The absence of a clearly articulated BSC definition also challenges clinicians as they attempt to translate trial results to their population in a manner that replicates the experimental setting and thus achieves similar results to those attained in the trial. This is particularly the case for trials in which experimental agents are delivered in conjunction with BSC. Here, an unclear definition of BSC might result in variation in the way that therapy is translated into the usual care setting.
Updated conceptual analysis of BSC in the clinical trial setting is necessary. This analysis—encompassing literature review, guidelines review, and key informant interviews—should culminate in the articulation of a practical, contemporary definition of BSC. The feasibility of BSC thus defined should be assessed first in a single-arm study, and subsequently as part of a randomized study comparing an antineoplastic agent to well-defined BSC.
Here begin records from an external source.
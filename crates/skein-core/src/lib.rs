//! Core types for the skein columnar series store.
//!
//! This is the leaf crate of the workspace: it defines the shared
//! vocabulary every other crate builds on, and nothing here allocates
//! buffers or blocks.
//!
//! # Contents
//!
//! - [`ContainerVersions`]: the before/after version pair (a seqlock),
//!   the separate order version and the terminal completion flag that a
//!   container exposes to its readers.
//! - [`fail_fast`] and [`Violation`]: the single exit for broken
//!   ownership or usage invariants.
//! - [`TypeTag`]: runtime element-type descriptors for type-erased
//!   columns.
//! - [`Lookup`] and [`KeyComparer`]: key search semantics shared by
//!   blocks and chain accessors.
//! - [`Backoff`] and [`BackoffConfig`]: bounded spin-then-yield retry used
//!   by optimistic readers.
//! - [`ObjectPool`]: the rent/return contract consumed by the memory
//!   layer.

#![deny(missing_docs)]
#![deny(rustdoc::broken_intra_doc_links)]
#![forbid(unsafe_code)]

pub mod backoff;
pub mod error;
pub mod fail;
pub mod lookup;
pub mod pool;
pub mod tag;
pub mod version;

pub use backoff::{Backoff, BackoffConfig};
pub use error::ConfigError;
pub use fail::{fail_fast, Violation};
pub use lookup::{KeyComparer, Lookup, OrdComparer};
pub use pool::ObjectPool;
pub use tag::TypeTag;
pub use version::{ContainerVersions, WriteGuard};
Patients who enroll onto studies with BSC arms are often nearing the end of life, and have usually experienced a great deal of treatment and treatment-related toxicity. As clinicians, we accept an ethical imperative to treat disease to the best of our ability and also to relieve suffering. A standardized definition of BSC will help ensure that we understand the true potential benefit of antineoplastic therapies, and will ensure that our patients in fact receive the best of what modern supportive care has to offer 1).